• What you should do: Look through the listing for the word "MinerConfig". Copy each line that has it.

• Given records:
use std::collections::BTreeMap;
use std::fs::File;
use std::io::{self, BufWriter, Write};
use std::path::{Path, PathBuf};
use std::time::Duration;

use anyhow::{Context, Result};
use clap::{ArgAction, Args, Parser, Subcommand};
use env_logger::Env;
use indicatif::{ProgressBar, ProgressStyle};
use log::info;
use serde::Serialize;
use serde_json::json;
use tokmine::corpus::{load_vectors, read_vectors};
use tokmine::detokenizer::record_to_json;
use tokmine::miner::TokenVector;
use tokmine::{
    Detokenizer, IngestConfig, MinerConfig, RecordTokenizer, Rule, StopReason, TemplateMiner,
    TimestampClassifier, Token, TokenDictionary, TOKEN_BASE,
};

const DEFAULT_TOKEN_FILE: &str = "tokens.json";

#[derive(Parser, Debug)]
#[command(author, version, about = "Log template mining toolkit", long_about = None)]
struct Cli {
    /// Increase verbosity (-v, -vv)
    #[arg(short = 'v', long, global = true, action = ArgAction::Count)]
    verbose: u8,

    /// Decrease verbosity (-q, -qq)
    #[arg(short = 'q', long, global = true, action = ArgAction::Count)]
    quiet: u8,

    #[command(subcommand)]
    command: Commands,
}

#[derive(Subcommand, Debug)]
enum Commands {
    /// Tokenize newline-delimited JSON records into token vectors
    Tokenize(TokenizeArgs),
    /// Mine token vectors into wildcarded templates
    Mine(MineArgs),
    /// Reconstruct records from token vectors
    Detokenize(DetokenizeArgs),
    /// Inspect a token dictionary
    Info(InfoArgs),
}

#[derive(Args, Debug)]
struct TokenizeArgs {
    /// Record files or directories; stdin when omitted
    inputs: Vec<PathBuf>,

    /// Token dictionary to load and persist
    #[arg(short = 'f', long, value_name = "PATH", default_value = DEFAULT_TOKEN_FILE)]
    token_file: PathBuf,

    /// Output path for token vectors (defaults to stdout)
    #[arg(short, long, value_name = "PATH")]
    output: Option<PathBuf>,

    /// Year prefix treated as a mutable timestamp
    #[arg(long, value_name = "PREFIX", default_value = "2025")]
    year_prefix: String,

    /// Disable recursive directory traversal
    #[arg(long)]
    no_recursive: bool,

    /// Follow symlinks during traversal
    #[arg(long)]
    follow_symlinks: bool,
}

#[derive(Args, Debug)]
struct MineArgs {
    /// Vector files; stdin when omitted
    inputs: Vec<PathBuf>,

    /// Target Hamming distance for seed pairs
    #[arg(short = 'd', long, value_name = "N", default_value_t = 2)]
    distance: usize,

    /// Maximum mining iterations
    #[arg(long, value_name = "COUNT")]
    max_iterations: Option<usize>,

    /// Output path for the mining report (defaults to stdout)
    #[arg(short, long, value_name = "PATH")]
    output: Option<PathBuf>,

    /// Emit pretty JSON
    #[arg(long)]
    pretty: bool,

    /// Disable per-iteration logging/progress
    #[arg(long)]
    no_progress: bool,
}

#[derive(Args, Debug)]
struct DetokenizeArgs {
    /// Token dictionary the vectors were produced against
    #[arg(short = 'f', long, value_name = "PATH")]
    token_file: PathBuf,

    /// Vector files; stdin when omitted
    inputs: Vec<PathBuf>,

    /// Output path for reconstructed records (defaults to stdout)
    #[arg(short, long, value_name = "PATH")]
    output: Option<PathBuf>,
}

#[derive(Args, Debug)]
struct InfoArgs {
    /// Token dictionary to inspect
    #[arg(short = 'f', long, value_name = "PATH", default_value = DEFAULT_TOKEN_FILE)]
    token_file: PathBuf,

    /// Emit machine-readable JSON summary
    #[arg(long)]
    json: bool,
}

fn main() -> Result<()> {
    let cli = Cli::parse();
    init_logging(cli.verbose, cli.quiet);

    match cli.command {
        Commands::Tokenize(args) => run_tokenize(args),
        Commands::Mine(args) => run_mine(args),
        Commands::Detokenize(args) => run_detokenize(args),
        Commands::Info(args) => run_info(args),
    }
}

fn init_logging(verbose: u8, quiet: u8) {
    use log::LevelFilter;

    let level = if quiet > 0 {
        match quiet {
            0 => LevelFilter::Info,
            1 => LevelFilter::Warn,
            _ => LevelFilter::Error,
        }
    } else {
        match verbose {
            0 => LevelFilter::Info,
            1 => LevelFilter::Debug,
            _ => LevelFilter::Trace,
        }
    };

    let mut builder = env_logger::Builder::from_env(Env::default().default_filter_or("info"));
    builder.format_timestamp_millis();
    builder.filter_level(level);
    let _ = builder.try_init();
}

fn open_output(path: Option<&Path>) -> Result<Box<dyn Write>> {
    match path {
        Some(path) => {
            let file = File::create(path)
                .with_context(|| format!("failed to create {}", path.display()))?;
            Ok(Box::new(BufWriter::new(file)))
        }
        None => Ok(Box::new(io::stdout().lock())),
    }
}

fn run_tokenize(args: TokenizeArgs) -> Result<()> {
    let mut dict = TokenDictionary::load(&args.token_file)
        .with_context(|| format!("failed to load {}", args.token_file.display()))?;
    let loaded_tokens = dict.len();

    let tokenizer =
        RecordTokenizer::with_classifier(TimestampClassifier::new(args.year_prefix.as_str()));
    let batch = if args.inputs.is_empty() {
        tokenizer
            .tokenize_reader(io::stdin().lock(), &mut dict)
            .context("failed to read records from stdin")?
    } else {
        let ingest = IngestConfig {
            recursive: !args.no_recursive,
            follow_symlinks: args.follow_symlinks,
        };
        tokenizer
            .tokenize_paths(&args.inputs, &ingest, &mut dict)
            .context("failed to tokenize inputs")?
    };

    let mut out = open_output(args.output.as_deref())?;
    for vector in &batch.vectors {
        serde_json::to_writer(&mut out, vector)?;
        out.write_all(b"\n")?;
    }
    out.flush()?;

    dict.save(&args.token_file)
        .with_context(|| format!("failed to save {}", args.token_file.display()))?;

    info!(
        "tokenized {} records ({} skipped); dictionary grew {} -> {} entries",
        batch.vectors.len(),
        batch.skipped.len(),
        loaded_tokens,
        dict.len()
    );
    let histogram: Vec<String> = batch
        .length_histogram
        .iter()
        .map(|(len, count)| format!("{len}:{count}"))
        .collect();
    info!("vector length histogram: {}", histogram.join(" "));

    Ok(())
}

#[derive(Serialize)]
struct RuleReport<'a> {
    id: usize,
    template: &'a [Token],
    diff_positions: &'a [usize],
    value_sets: &'a BTreeMap<usize, Vec<Token>>,
    match_count: usize,
    matched_vectors: &'a [TokenVector],
}

impl<'a> RuleReport<'a> {
    fn from_rule(rule: &'a Rule) -> Self {
        Self {
            id: rule.id,
            template: &rule.template,
            diff_positions: &rule.diff_positions,
            value_sets: &rule.value_sets,
            match_count: rule.match_count(),
            matched_vectors: &rule.matched_vectors,
        }
    }
}

#[derive(Serialize)]
struct MiningReport<'a> {
    target_distance: usize,
    input_vectors: usize,
    #[serde(skip_serializing_if = "Option::is_none")]
    vector_length: Option<usize>,
    stop_reason: StopReason,
    iterations: usize,
    rules: Vec<RuleReport<'a>>,
    leftovers: &'a [TokenVector],
}

fn run_mine(args: MineArgs) -> Result<()> {
    let vectors = if args.inputs.is_empty() {
        read_vectors(io::stdin().lock()).context("failed to read vectors from stdin")?
    } else {
        load_vectors(&args.inputs).context("failed to load vector inputs")?
    };
    let input_count = vectors.len();
    let vector_length = vectors.first().map(Vec::len);

    let cfg = MinerConfig::builder()
        .target_distance(args.distance)
        .max_iterations(args.max_iterations)
        .show_progress(!args.no_progress)
        .build()?;

    let spinner = if args.no_progress {
        None
    } else {
        let pb = ProgressBar::new_spinner();
        let style = ProgressStyle::with_template("{spinner} mining templates... {elapsed}")
            .expect("static template is valid")
            .tick_chars("⠋⠙⠹⠸⠼⠴⠦⠧⠇⠏");
        pb.set_style(style);
        pb.enable_steady_tick(Duration::from_millis(80));
        Some(pb)
    };

    let miner = TemplateMiner::new(cfg);
    let outcome = miner.mine(vectors).context("mining failed")?;
    if let Some(pb) = spinner {
        pb.finish_with_message("mining complete");
    }

    let report = MiningReport {
        target_distance: args.distance,
        input_vectors: input_count,
        vector_length,
        stop_reason: outcome.metrics.stop_reason,
        iterations: outcome.metrics.iterations.len(),
        rules: outcome.rules.iter().map(RuleReport::from_rule).collect(),
        leftovers: &outcome.leftovers,
    };

    let mut out = open_output(args.output.as_deref())?;
    if args.pretty {
        serde_json::to_writer_pretty(&mut out, &report)?;
    } else {
        serde_json::to_writer(&mut out, &report)?;
    }
    out.write_all(b"\n")?;
    out.flush()?;

    info!(
        "mined {} rules covering {} of {} vectors in {:.2?}",
        outcome.rules.len(),
        input_count - outcome.leftovers.len(),
        input_count,
        outcome.metrics.total_duration
    );

    Ok(())
}

fn run_detokenize(args: DetokenizeArgs) -> Result<()> {
    let dict = TokenDictionary::load_required(&args.token_file)
        .with_context(|| format!("failed to load {}", args.token_file.display()))?;

    let vectors = if args.inputs.is_empty() {
        read_vectors(io::stdin().lock()).context("failed to read vectors from stdin")?
    } else {
        load_vectors(&args.inputs).context("failed to load vector inputs")?
    };

    let detokenizer = Detokenizer::new(&dict);
    let mut out = open_output(args.output.as_deref())?;
    for (index, vector) in vectors.iter().enumerate() {
        let record = detokenizer
            .detokenize(vector)
            .with_context(|| format!("failed to detokenize vector {index}"))?;
        serde_json::to_writer(&mut out, &record_to_json(&record))?;
        out.write_all(b"\n")?;
    }
    out.flush()?;

    info!("reconstructed {} records", vectors.len());
    Ok(())
}

fn run_info(args: InfoArgs) -> Result<()> {
    let dict = TokenDictionary::load_required(&args.token_file)
        .with_context(|| format!("failed to load {}", args.token_file.display()))?;

    let summary = json!({
        "path": args.token_file.display().to_string(),
        "entries": dict.len(),
        "next_token": dict.next_token(),
        "token_base": TOKEN_BASE,
    });

    if args.json {
        println!("{}", serde_json::to_string_pretty(&summary)?);
    } else {
        println!("Dictionary : {}", args.token_file.display());
        println!("Entries    : {}", dict.len());
        println!("Next token : {}", dict.next_token());
        println!("Token base : {TOKEN_BASE}");
    }

    Ok(())
}
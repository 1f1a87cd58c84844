//! Error handling utilities shared across the crate.

use std::path::PathBuf;

use thiserror::Error;

use crate::dictionary::Token;

/// Convenient result type used throughout the crate.
pub type Result<T, E = TokmineError> = std::result::Result<T, E>;

/// Domain-specific error describing failures during configuration, IO, or
/// tokenization/mining operations.
#[derive(Debug, Error)]
pub enum TokmineError {
    /// Configuration failed validation.
    #[error("invalid configuration: {0}")]
    InvalidConfig(String),
    /// Filesystem IO error with optional context path.
    #[error("io error while processing {path:?}: {source}")]
    Io {
        /// Underlying IO error returned by the standard library.
        source: std::io::Error,
        /// Target path associated with the IO failure if available.
        path: Option<PathBuf>,
    },
    /// An input line could not be decoded as a record or token vector.
    #[error("parse error at line {line}: {reason}")]
    Parse {
        /// 1-based line number of the offending input line.
        line: u64,
        /// Human-readable description of what failed to decode.
        reason: String,
    },
    /// The token dictionary file was missing, unreadable, or corrupt when it
    /// was required.
    #[error("cannot load token dictionary {path:?}: {reason}")]
    DictionaryLoad {
        /// Path of the dictionary file.
        path: PathBuf,
        /// Description of the load failure.
        reason: String,
    },
    /// A vector referenced a token absent from the loaded dictionary.
    #[error("token {0} is not present in the dictionary")]
    UnknownToken(Token),
    /// Mining input contained vectors of differing lengths.
    #[error("vector {index} has length {found}, expected {expected}")]
    MismatchedLength {
        /// Position of the offending vector in the input batch.
        index: usize,
        /// Length of every preceding vector.
        expected: usize,
        /// Length actually observed.
        found: usize,
    },
    /// A token vector with an odd number of entries cannot be paired into
    /// key/value fields.
    #[error("token vector has odd length {0}; expected interleaved key/value pairs")]
    OddLengthVector(usize),
}

impl TokmineError {
    /// Helper constructor that attaches an optional path when wrapping IO errors.
    pub fn io(source: std::io::Error, path: Option<PathBuf>) -> Self {
        Self::Io { source, path }
    }

    /// Helper constructor for parse failures at a known input line.
    pub fn parse(line: u64, reason: impl Into<String>) -> Self {
        Self::Parse {
            line,
            reason: reason.into(),
        }
    }
}
//! Configuration builders controlling mining and corpus ingestion.

use crate::error::{Result, TokmineError};
use serde::{Deserialize, Serialize};

/// Default target Hamming distance for template mining.
pub const DEFAULT_TARGET_DISTANCE: usize = 2;

/// Configuration for a template mining run.
#[derive(Debug, Clone, Serialize, Deserialize, PartialEq, Eq)]
pub struct MinerConfig {
    /// Hamming distance a seed pair must match exactly.
    pub target_distance: usize,
    /// Hard cap on mining iterations; `None` runs until no pair qualifies.
    pub max_iterations: Option<usize>,
    /// Enables per-iteration logging through the `log` facade.
    pub show_progress: bool,
}

impl MinerConfig {
    /// Returns a builder initialised with [`MinerConfig::default`].
    #[must_use]
    pub fn builder() -> MinerBuilder {
        MinerBuilder::default()
    }

    /// Validates the invariants required for mining.
    pub fn validate(&self) -> Result<()> {
        if self.max_iterations == Some(0) {
            return Err(TokmineError::InvalidConfig(
                "max_iterations must be greater than zero when set".into(),
            ));
        }
        Ok(())
    }
}

impl Default for MinerConfig {
    fn default() -> Self {
        Self {
            target_distance: DEFAULT_TARGET_DISTANCE,
            max_iterations: None,
            show_progress: true,
        }
    }
}

/// Builder for [`MinerConfig`].
#[derive(Debug, Default, Clone)]
pub struct MinerBuilder {
    cfg: MinerConfig,
}

impl MinerBuilder {
    /// Creates a builder with [`MinerConfig::default`] settings.
    #[must_use]
    pub fn new() -> Self {
        Self::default()
    }

    /// Sets the target Hamming distance.
    ///
    /// A distance of zero is accepted and degenerates to exact-duplicate
    /// grouping: the mined rules carry no wildcard positions.
    #[must_use]
    pub fn target_distance(mut self, value: usize) -> Self {
        self.cfg.target_distance = value;
        self
    }

    /// Sets a hard mining iteration limit.
    #[must_use]
    pub fn max_iterations(mut self, value: Option<usize>) -> Self {
        self.cfg.max_iterations = value;
        self
    }

    /// Enables or disables per-iteration logging.
    #[must_use]
    pub fn show_progress(mut self, enabled: bool) -> Self {
        self.cfg.show_progress = enabled;
        self
    }

    /// Finalises the builder, returning a validated [`MinerConfig`].
    pub fn build(self) -> Result<MinerConfig> {
        self.cfg.validate()?;
        Ok(self.cfg)
    }
}

/// Configuration controlling how input files are discovered on disk.
#[derive(Debug, Clone, Serialize, Deserialize, PartialEq, Eq)]
pub struct IngestConfig {
    /// Enables recursive directory traversal.
    pub recursive: bool,
    /// Follows symlinks encountered during traversal.
    pub follow_symlinks: bool,
}

impl Default for IngestConfig {
    fn default() -> Self {
        Self {
            recursive: true,
            follow_symlinks: false,
        }
    }
}

impl IngestConfig {
    /// Returns a builder initialised with [`IngestConfig::default`].
    #[must_use]
    pub fn builder() -> IngestBuilder {
        IngestBuilder::default()
    }
}

/// Builder for [`IngestConfig`].
#[derive(Debug, Default, Clone)]
pub struct IngestBuilder {
    cfg: IngestConfig,
}

impl IngestBuilder {
    /// Creates a new builder with [`IngestConfig::default`] settings.
    #[must_use]
    pub fn new() -> Self {
        Self::default()
    }

    /// Enables or disables recursive directory traversal.
    #[must_use]
    pub fn recursive(mut self, enabled: bool) -> Self {
        self.cfg.recursive = enabled;
        self
    }

    /// Enables or disables following of symlinks when traversing directories.
    #[must_use]
    pub fn follow_symlinks(mut self, enabled: bool) -> Self {
        self.cfg.follow_symlinks = enabled;
        self
    }

    /// Finalises the builder, returning the [`IngestConfig`].
    pub fn build(self) -> IngestConfig {
        self.cfg
    }
}
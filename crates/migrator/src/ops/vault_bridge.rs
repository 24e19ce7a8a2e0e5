//! Vault bridge - custody previews and drain-deposits
//!
//! A deposit always moves the adapter's entire live balance of the asset,
//! read at call time, never a cached figure. The preview reports what that
//! balance would convert to at the vault's current rate without moving
//! anything, so a preview followed immediately by the deposit sees the
//! same numbers.

use ledger_model::Addr;

use crate::error::MigrateError;
use crate::state::World;

/// What depositing an amount into the custody vault would do right now.
#[derive(Debug, Clone, Copy, PartialEq, Eq)]
pub struct DepositPreview {
    /// The amount itself when the asset is the wrapped native asset,
    /// zero for every other asset.
    pub value: u64,
    /// Raw token amount the deposit would move.
    pub amount: u64,
    /// Vault shares the amount converts to at the current rate, floored.
    pub share: u64,
}

/// Preview converting `amount` of `asset` at the vault's current rate.
pub fn preview_deposit(
    world: &World,
    native_wrapper: Addr,
    asset: Addr,
    amount: u64,
) -> Result<DepositPreview, MigrateError> {
    let share = world.vault().to_share(asset, amount)?;
    let value = if asset == native_wrapper { amount } else { 0 };
    Ok(DepositPreview { value, amount, share })
}

/// Preview depositing the adapter's entire live balance of `asset`.
pub fn amount_to_deposit(
    world: &World,
    native_wrapper: Addr,
    adapter: Addr,
    asset: Addr,
) -> Result<DepositPreview, MigrateError> {
    let amount = world.token(asset)?.balance_of(adapter);
    preview_deposit(world, native_wrapper, asset, amount)
}

/// Deposit the adapter's entire balance of `asset` into the vault,
/// crediting `beneficiary`'s vault account.
///
/// The adapter approves the vault for exactly the amount moved. Returns
/// the share credited; a zero balance is a no-op returning 0.
pub fn deposit_all(
    world: &mut World,
    adapter: Addr,
    beneficiary: Addr,
    asset: Addr,
) -> Result<u64, MigrateError> {
    let amount = world.token(asset)?.balance_of(adapter);
    if amount == 0 {
        return Ok(0);
    }

    let vault_addr = world.vault().addr();
    world.approve(asset, adapter, vault_addr, amount)?;
    let (_, share) = world.vault_deposit(asset, adapter, beneficiary, amount, 0)?;

    log::debug!(
        "deposit_all: asset={} amount={} share={} beneficiary={}",
        asset,
        amount,
        share,
        beneficiary
    );
    Ok(share)
}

• Answer to this task:
    Detokenizer, IngestConfig, MinerConfig, RecordTokenizer, Rule, StopReason, TemplateMiner,
    let cfg = MinerConfig::builder()
pub struct MinerConfig {
impl MinerConfig {
    /// Returns a builder initialised with [`MinerConfig::default`].
impl Default for MinerConfig {
/// Builder for [`MinerConfig`].
    cfg: MinerConfig,
    /// Creates a builder with [`MinerConfig::default`] settings.
    /// Finalises the builder, returning a validated [`MinerConfig`].
    pub fn build(self) -> Result<MinerConfig> {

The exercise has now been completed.